** Stored data follows **

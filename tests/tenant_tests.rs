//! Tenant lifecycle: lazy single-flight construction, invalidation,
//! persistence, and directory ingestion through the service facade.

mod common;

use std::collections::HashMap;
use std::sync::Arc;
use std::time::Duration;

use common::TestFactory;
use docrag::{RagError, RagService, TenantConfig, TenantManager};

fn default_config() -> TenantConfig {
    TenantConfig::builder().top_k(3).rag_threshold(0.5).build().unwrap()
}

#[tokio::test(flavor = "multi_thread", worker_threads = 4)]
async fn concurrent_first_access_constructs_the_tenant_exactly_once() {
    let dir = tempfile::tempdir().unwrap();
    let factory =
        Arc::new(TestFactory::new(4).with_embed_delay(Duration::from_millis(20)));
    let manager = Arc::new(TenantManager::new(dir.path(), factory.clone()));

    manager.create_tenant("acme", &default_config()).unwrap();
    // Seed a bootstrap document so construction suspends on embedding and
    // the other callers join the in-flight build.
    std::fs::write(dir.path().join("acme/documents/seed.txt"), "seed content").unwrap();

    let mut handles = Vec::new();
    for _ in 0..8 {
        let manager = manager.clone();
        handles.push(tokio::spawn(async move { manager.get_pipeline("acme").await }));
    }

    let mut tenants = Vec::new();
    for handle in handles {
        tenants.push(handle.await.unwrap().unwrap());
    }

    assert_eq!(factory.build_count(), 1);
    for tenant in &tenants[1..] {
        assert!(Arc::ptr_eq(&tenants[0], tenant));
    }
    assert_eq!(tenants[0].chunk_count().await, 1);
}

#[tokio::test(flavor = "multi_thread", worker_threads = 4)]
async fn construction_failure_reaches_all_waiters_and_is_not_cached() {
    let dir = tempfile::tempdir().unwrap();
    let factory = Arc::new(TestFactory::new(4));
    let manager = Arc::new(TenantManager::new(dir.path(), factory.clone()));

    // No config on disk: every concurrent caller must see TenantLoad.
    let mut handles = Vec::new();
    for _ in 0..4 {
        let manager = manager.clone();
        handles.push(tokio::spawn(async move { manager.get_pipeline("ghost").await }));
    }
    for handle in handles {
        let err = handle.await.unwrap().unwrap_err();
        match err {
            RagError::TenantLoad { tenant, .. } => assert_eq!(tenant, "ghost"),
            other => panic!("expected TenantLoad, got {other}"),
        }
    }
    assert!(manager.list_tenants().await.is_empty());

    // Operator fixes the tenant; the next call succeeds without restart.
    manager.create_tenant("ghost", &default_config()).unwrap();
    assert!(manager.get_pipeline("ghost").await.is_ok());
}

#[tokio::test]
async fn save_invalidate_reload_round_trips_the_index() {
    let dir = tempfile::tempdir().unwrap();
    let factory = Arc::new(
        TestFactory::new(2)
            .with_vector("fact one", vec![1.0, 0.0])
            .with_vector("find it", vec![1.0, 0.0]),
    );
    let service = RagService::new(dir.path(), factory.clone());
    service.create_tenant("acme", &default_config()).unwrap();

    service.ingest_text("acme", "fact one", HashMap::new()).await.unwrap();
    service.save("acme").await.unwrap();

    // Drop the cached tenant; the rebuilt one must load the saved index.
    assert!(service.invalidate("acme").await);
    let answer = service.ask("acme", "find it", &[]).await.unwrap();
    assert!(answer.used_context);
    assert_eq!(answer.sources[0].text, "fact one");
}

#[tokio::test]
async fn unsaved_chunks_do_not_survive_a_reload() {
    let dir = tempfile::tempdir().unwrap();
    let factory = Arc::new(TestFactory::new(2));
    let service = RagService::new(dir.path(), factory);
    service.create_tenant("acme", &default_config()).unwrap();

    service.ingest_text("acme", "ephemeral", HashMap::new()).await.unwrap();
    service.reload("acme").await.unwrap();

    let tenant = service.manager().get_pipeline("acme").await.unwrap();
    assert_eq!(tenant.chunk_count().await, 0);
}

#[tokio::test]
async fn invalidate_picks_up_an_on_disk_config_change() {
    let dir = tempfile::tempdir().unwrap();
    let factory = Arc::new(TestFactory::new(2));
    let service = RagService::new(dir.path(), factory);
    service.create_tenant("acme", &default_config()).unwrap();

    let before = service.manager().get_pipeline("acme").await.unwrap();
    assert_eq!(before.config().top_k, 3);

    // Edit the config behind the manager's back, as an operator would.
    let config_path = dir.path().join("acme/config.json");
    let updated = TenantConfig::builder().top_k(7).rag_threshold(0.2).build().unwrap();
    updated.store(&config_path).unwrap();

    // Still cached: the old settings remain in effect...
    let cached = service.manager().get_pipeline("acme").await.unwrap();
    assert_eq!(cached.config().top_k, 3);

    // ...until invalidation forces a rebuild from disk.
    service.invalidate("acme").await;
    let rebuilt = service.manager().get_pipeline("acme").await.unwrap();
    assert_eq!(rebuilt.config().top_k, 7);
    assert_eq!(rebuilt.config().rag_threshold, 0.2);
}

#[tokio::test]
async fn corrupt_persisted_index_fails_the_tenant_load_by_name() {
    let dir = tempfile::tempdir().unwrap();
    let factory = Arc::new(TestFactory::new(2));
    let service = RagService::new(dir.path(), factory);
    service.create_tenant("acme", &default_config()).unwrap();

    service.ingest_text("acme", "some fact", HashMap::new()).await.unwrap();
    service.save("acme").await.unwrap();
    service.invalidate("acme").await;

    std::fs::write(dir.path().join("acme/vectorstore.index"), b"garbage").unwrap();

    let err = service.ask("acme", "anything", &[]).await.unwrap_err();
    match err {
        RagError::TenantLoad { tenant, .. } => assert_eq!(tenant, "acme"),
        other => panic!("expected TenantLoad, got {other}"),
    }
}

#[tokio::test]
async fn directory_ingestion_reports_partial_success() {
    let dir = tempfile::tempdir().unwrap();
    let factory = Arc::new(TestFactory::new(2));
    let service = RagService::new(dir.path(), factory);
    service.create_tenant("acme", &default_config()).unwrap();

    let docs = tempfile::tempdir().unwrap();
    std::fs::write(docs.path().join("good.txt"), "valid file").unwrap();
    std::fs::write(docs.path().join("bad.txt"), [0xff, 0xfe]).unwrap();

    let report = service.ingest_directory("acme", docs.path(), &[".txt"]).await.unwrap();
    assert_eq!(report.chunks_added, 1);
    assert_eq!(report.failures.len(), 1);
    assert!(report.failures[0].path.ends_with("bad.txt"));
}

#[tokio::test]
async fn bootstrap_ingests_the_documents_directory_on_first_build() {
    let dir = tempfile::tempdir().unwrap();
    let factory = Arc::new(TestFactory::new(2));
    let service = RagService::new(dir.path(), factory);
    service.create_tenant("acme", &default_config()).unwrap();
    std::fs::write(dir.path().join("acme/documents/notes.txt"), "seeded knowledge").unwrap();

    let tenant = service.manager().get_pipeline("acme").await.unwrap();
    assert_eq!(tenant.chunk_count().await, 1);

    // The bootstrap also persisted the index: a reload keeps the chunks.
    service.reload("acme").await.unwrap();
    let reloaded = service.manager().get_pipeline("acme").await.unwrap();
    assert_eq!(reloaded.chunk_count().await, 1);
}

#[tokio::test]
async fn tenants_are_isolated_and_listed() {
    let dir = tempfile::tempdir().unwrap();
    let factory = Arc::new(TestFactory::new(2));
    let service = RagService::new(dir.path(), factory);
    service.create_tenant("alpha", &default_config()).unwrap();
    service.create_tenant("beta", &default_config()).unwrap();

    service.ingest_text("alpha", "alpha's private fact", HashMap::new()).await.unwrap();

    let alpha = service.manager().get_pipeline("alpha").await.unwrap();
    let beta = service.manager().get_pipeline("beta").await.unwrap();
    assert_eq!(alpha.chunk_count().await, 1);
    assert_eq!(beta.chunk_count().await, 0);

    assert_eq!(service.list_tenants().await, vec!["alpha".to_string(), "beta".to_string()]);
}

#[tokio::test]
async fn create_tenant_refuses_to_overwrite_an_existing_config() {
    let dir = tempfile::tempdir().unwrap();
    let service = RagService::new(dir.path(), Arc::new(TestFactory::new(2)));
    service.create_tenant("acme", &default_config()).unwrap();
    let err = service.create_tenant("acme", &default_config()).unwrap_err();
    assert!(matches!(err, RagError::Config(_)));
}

** End of Stored data **

Exercise brief:
The task calls for all lines in the entries that hold "Duration".

Reply to the task:
use std::time::Duration;
        Arc::new(TestFactory::new(4).with_embed_delay(Duration::from_millis(20)));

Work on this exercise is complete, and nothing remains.